== Assignment ==
Every line that contains the word "empty" is to be copied from the listing.

== Records provided ==
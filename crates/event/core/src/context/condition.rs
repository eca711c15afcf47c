//! Plain-data condition sets consulted by conditional branches.

use serde::{Deserialize, Serialize};

/// Comparison operator for variable conditions.
#[derive(Clone, Copy, Debug, Default, PartialEq, Eq, Hash, Serialize, Deserialize)]
pub enum Comparison {
    #[default]
    Equal,
    NotEqual,
    Greater,
    GreaterOrEqual,
    Less,
    LessOrEqual,
}

impl Comparison {
    pub const fn compare(self, lhs: i32, rhs: i32) -> bool {
        match self {
            Self::Equal => lhs == rhs,
            Self::NotEqual => lhs != rhs,
            Self::Greater => lhs > rhs,
            Self::GreaterOrEqual => lhs >= rhs,
            Self::Less => lhs < rhs,
            Self::LessOrEqual => lhs <= rhs,
        }
    }
}

/// One predicate against game state.
#[derive(Clone, Debug, PartialEq, Eq, Serialize, Deserialize)]
pub enum Condition {
    Switch {
        name: String,
        expected: bool,
    },
    Variable {
        name: String,
        comparison: Comparison,
        value: i32,
    },
    SelfSwitch {
        name: String,
        expected: bool,
    },
}

impl Condition {
    pub fn switch_on(name: impl Into<String>) -> Self {
        Self::Switch {
            name: name.into(),
            expected: true,
        }
    }

    pub fn switch_off(name: impl Into<String>) -> Self {
        Self::Switch {
            name: name.into(),
            expected: false,
        }
    }

    pub fn variable(name: impl Into<String>, comparison: Comparison, value: i32) -> Self {
        Self::Variable {
            name: name.into(),
            comparison,
            value,
        }
    }

    pub fn self_switch(name: impl Into<String>, expected: bool) -> Self {
        Self::SelfSwitch {
            name: name.into(),
            expected,
        }
    }
}

/// How the conditions of a set combine.
#[derive(Clone, Copy, Debug, Default, PartialEq, Eq, Hash, Serialize, Deserialize)]
pub enum ConditionMode {
    /// Every condition must hold. An empty set holds.
    #[default]
    All,
    /// At least one condition must hold. An empty set does not hold.
    Any,
}

/// Conditions evaluated once per branch entry.
#[derive(Clone, Debug, Default, PartialEq, Eq, Serialize, Deserialize)]
pub struct ConditionSet {
    pub conditions: Vec<Condition>,
    pub mode: ConditionMode,
}

impl ConditionSet {
    pub fn all(conditions: Vec<Condition>) -> Self {
        Self {
            conditions,
            mode: ConditionMode::All,
        }
    }

    pub fn any(conditions: Vec<Condition>) -> Self {
        Self {
            conditions,
            mode: ConditionMode::Any,
        }
    }

    /// Single-condition shorthand.
    pub fn single(condition: Condition) -> Self {
        Self::all(vec![condition])
    }

    /// Combines per-condition results according to [`ConditionMode`].
    pub fn evaluate(&self, mut check: impl FnMut(&Condition) -> bool) -> bool {
        match self.mode {
            ConditionMode::All => self.conditions.iter().all(&mut check),
            ConditionMode::Any => self.conditions.iter().any(&mut check),
        }
    }
}
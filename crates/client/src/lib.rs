//! Console player for event scripts.
//!
//! The `event-player` binary is the composition root: it loads
//! configuration, installs logging, turns JSON scripts into descriptors, and
//! runs them as concurrent sessions on an [`event_runtime::SessionScheduler`]
//! against an in-memory game state and a [`ConsoleHost`].

pub mod config;
pub mod console;
pub mod logging;
pub mod script;

pub use config::{LogConfig, PlayerConfig};
pub use console::ConsoleHost;
pub use script::{Script, ScriptEntry};
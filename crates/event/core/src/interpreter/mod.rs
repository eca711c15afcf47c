//! Interpreter - drives one program at a time, one command per tick.
//!
//! ```text
//! Idle ──start──▶ Running ◀──set_paused──▶ Paused
//!   ▲                │
//!   └──stop──────────┤ end of program / exit / fault
//!                    ▼
//!                Completed ──start──▶ Running
//! ```
//!
//! Exactly one command runs per [`Interpreter::update`] call. A suspended
//! command is resumed with its token on the next unpaused tick, so pausing
//! never restarts or reconstructs an in-flight command.

mod errors;
mod session;

pub use errors::InterpreterError;
pub use session::{Completion, CompletionCallback, CompletionReason, TickReport};

use std::sync::Arc;

use crate::config::InterpreterConfig;
use crate::context::{EventHost, ExecutionContext, GameStateContext, OwnerId};
use crate::program::Program;
use crate::registry::{CommandDescriptor, CommandFactory};

use session::{Session, Step};

/// Collaborators injected into an interpreter.
#[derive(Clone)]
pub struct InterpreterServices {
    pub state: Arc<dyn GameStateContext>,
    pub host: Arc<dyn EventHost>,
    /// Also gives access to the shared command pool.
    pub factory: Arc<CommandFactory>,
}

impl InterpreterServices {
    pub fn new(
        state: Arc<dyn GameStateContext>,
        host: Arc<dyn EventHost>,
        factory: Arc<CommandFactory>,
    ) -> Self {
        Self {
            state,
            host,
            factory,
        }
    }

    /// Collaborators with a fresh built-in factory whose pool is sized by
    /// `config.pool_capacity_per_kind`.
    pub fn with_config(
        state: Arc<dyn GameStateContext>,
        host: Arc<dyn EventHost>,
        config: &InterpreterConfig,
    ) -> Self {
        let factory = CommandFactory::with_capacity(config.pool_capacity_per_kind);
        Self::new(state, host, Arc::new(factory))
    }
}

impl std::fmt::Debug for InterpreterServices {
    fn fmt(&self, f: &mut std::fmt::Formatter<'_>) -> std::fmt::Result {
        f.debug_struct("InterpreterServices")
            .field("factory", &self.factory)
            .finish_non_exhaustive()
    }
}

#[derive(Clone, Copy, Debug, Default, PartialEq, Eq, Hash, strum::Display)]
#[strum(serialize_all = "snake_case")]
pub enum InterpreterStatus {
    #[default]
    Idle,
    Running,
    Paused,
    Completed,
}

pub struct Interpreter {
    services: InterpreterServices,
    config: InterpreterConfig,
    owner: OwnerId,
    session: Option<Session>,
    completed: bool,
}

impl Interpreter {
    pub fn new(services: InterpreterServices, config: InterpreterConfig) -> Self {
        Self {
            services,
            config,
            owner: OwnerId::GLOBAL,
            session: None,
            completed: false,
        }
    }

    /// Sets the event whose self switches this interpreter uses.
    #[must_use]
    pub fn with_owner(mut self, owner: OwnerId) -> Self {
        self.owner = owner;
        self
    }

    pub fn owner(&self) -> OwnerId {
        self.owner
    }

    pub fn config(&self) -> &InterpreterConfig {
        &self.config
    }

    /// Builds a program from `descriptors` and starts running it.
    ///
    /// Rejected without any state change while a session is active. A
    /// malformed program is rejected outright; nothing of it runs.
    pub fn start_interpretation<F>(
        &mut self,
        descriptors: &[CommandDescriptor],
        on_complete: F,
    ) -> Result<(), InterpreterError>
    where
        F: FnOnce(&Completion) + Send + 'static,
    {
        if self.session.is_some() {
            return Err(InterpreterError::AlreadyRunning);
        }
        let program = self
            .services
            .factory
            .build_program(descriptors, self.config.execution_mode)?;
        self.begin(program, Some(Box::new(on_complete)));
        Ok(())
    }

    /// Starts a program that was built beforehand.
    ///
    /// A rejected program is returned to the pool.
    pub fn start_program(
        &mut self,
        program: Program,
        on_complete: Option<CompletionCallback>,
    ) -> Result<(), InterpreterError> {
        if self.session.is_some() {
            self.services
                .factory
                .pool()
                .release_all(program.into_commands());
            return Err(InterpreterError::AlreadyRunning);
        }
        self.begin(program, on_complete);
        Ok(())
    }

    fn begin(&mut self, program: Program, on_complete: Option<CompletionCallback>) {
        tracing::info!(owner = %self.owner, commands = program.len(), "interpretation started");
        self.completed = false;
        self.session = Some(Session::new(program, on_complete));
    }

    /// Advances the active session by one tick.
    pub fn update(&mut self) -> TickReport {
        let Some(session) = self.session.as_mut() else {
            return TickReport::Inactive;
        };
        if session.paused {
            return TickReport::Paused;
        }

        session.ticks += 1;
        let step = match self.config.max_ticks_per_session {
            Some(limit) if session.ticks > limit => {
                tracing::warn!(owner = %self.owner, limit, "session exceeded its tick limit");
                abort_in_flight(session, &self.services, self.owner);
                Step::Complete(CompletionReason::Faulted)
            }
            _ => session.step(
                self.services.state.as_ref(),
                self.services.host.as_ref(),
                self.owner,
            ),
        };

        match step {
            Step::Report(report) => report,
            Step::Complete(reason) => self.complete_interpretation(reason),
        }
    }

    /// Aborts the command at the cursor and discards the session.
    ///
    /// The completion callback is not invoked. Returns `false` if nothing was
    /// running.
    pub fn stop_interpretation(&mut self) -> bool {
        let Some(mut session) = self.session.take() else {
            return false;
        };

        abort_in_flight(&mut session, &self.services, self.owner);
        session.stack.clear();
        self.release(session.program);
        self.completed = false;
        tracing::info!(owner = %self.owner, "interpretation stopped");
        true
    }

    /// Pauses or resumes the active session. Has no effect when idle.
    pub fn set_paused(&mut self, paused: bool) {
        if let Some(session) = self.session.as_mut() {
            if session.paused != paused {
                tracing::debug!(owner = %self.owner, paused, "pause toggled");
            }
            session.paused = paused;
        }
    }

    /// True while a session is active, paused or not.
    pub fn is_running(&self) -> bool {
        self.session.is_some()
    }

    pub fn is_paused(&self) -> bool {
        self.session.as_ref().is_some_and(|session| session.paused)
    }

    /// Cursor of the active session.
    pub fn current_index(&self) -> Option<usize> {
        self.session.as_ref().map(|session| session.cursor)
    }

    pub fn status(&self) -> InterpreterStatus {
        match &self.session {
            Some(session) if session.paused => InterpreterStatus::Paused,
            Some(_) => InterpreterStatus::Running,
            None if self.completed => InterpreterStatus::Completed,
            None => InterpreterStatus::Idle,
        }
    }

    fn complete_interpretation(&mut self, reason: CompletionReason) -> TickReport {
        let Some(mut session) = self.session.take() else {
            return TickReport::Inactive;
        };

        let completion = session.completion(self.owner, reason);
        session.stack.clear();
        let on_complete = session.on_complete.take();
        self.release(session.program);
        self.completed = true;

        tracing::info!(
            owner = %self.owner,
            %reason,
            ticks = completion.ticks,
            executed = completion.executed,
            "interpretation completed"
        );
        if let Some(callback) = on_complete {
            callback(&completion);
        }
        TickReport::Completed(completion)
    }

    fn release(&self, program: Program) {
        self.services
            .factory
            .pool()
            .release_all(program.into_commands());
    }
}

/// Aborts the command at the cursor of a session that is being cut short.
fn abort_in_flight(session: &mut Session, services: &InterpreterServices, owner: OwnerId) {
    let cursor = session.cursor;
    if let Some(command) = session.program.get_mut(cursor) {
        let ctx = ExecutionContext::new(services.state.as_ref(), services.host.as_ref(), owner)
            .at_tick(session.ticks);
        if command.abort(&ctx) {
            tracing::debug!(%owner, index = cursor, "aborted in-flight command");
        }
    }
}

impl std::fmt::Debug for Interpreter {
    fn fmt(&self, f: &mut std::fmt::Formatter<'_>) -> std::fmt::Result {
        f.debug_struct("Interpreter")
            .field("owner", &self.owner)
            .field("status", &self.status())
            .field("cursor", &self.current_index())
            .finish_non_exhaustive()
    }
}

== Solution ==
    /// Every condition must hold. An empty set holds.
    /// At least one condition must hold. An empty set does not hold.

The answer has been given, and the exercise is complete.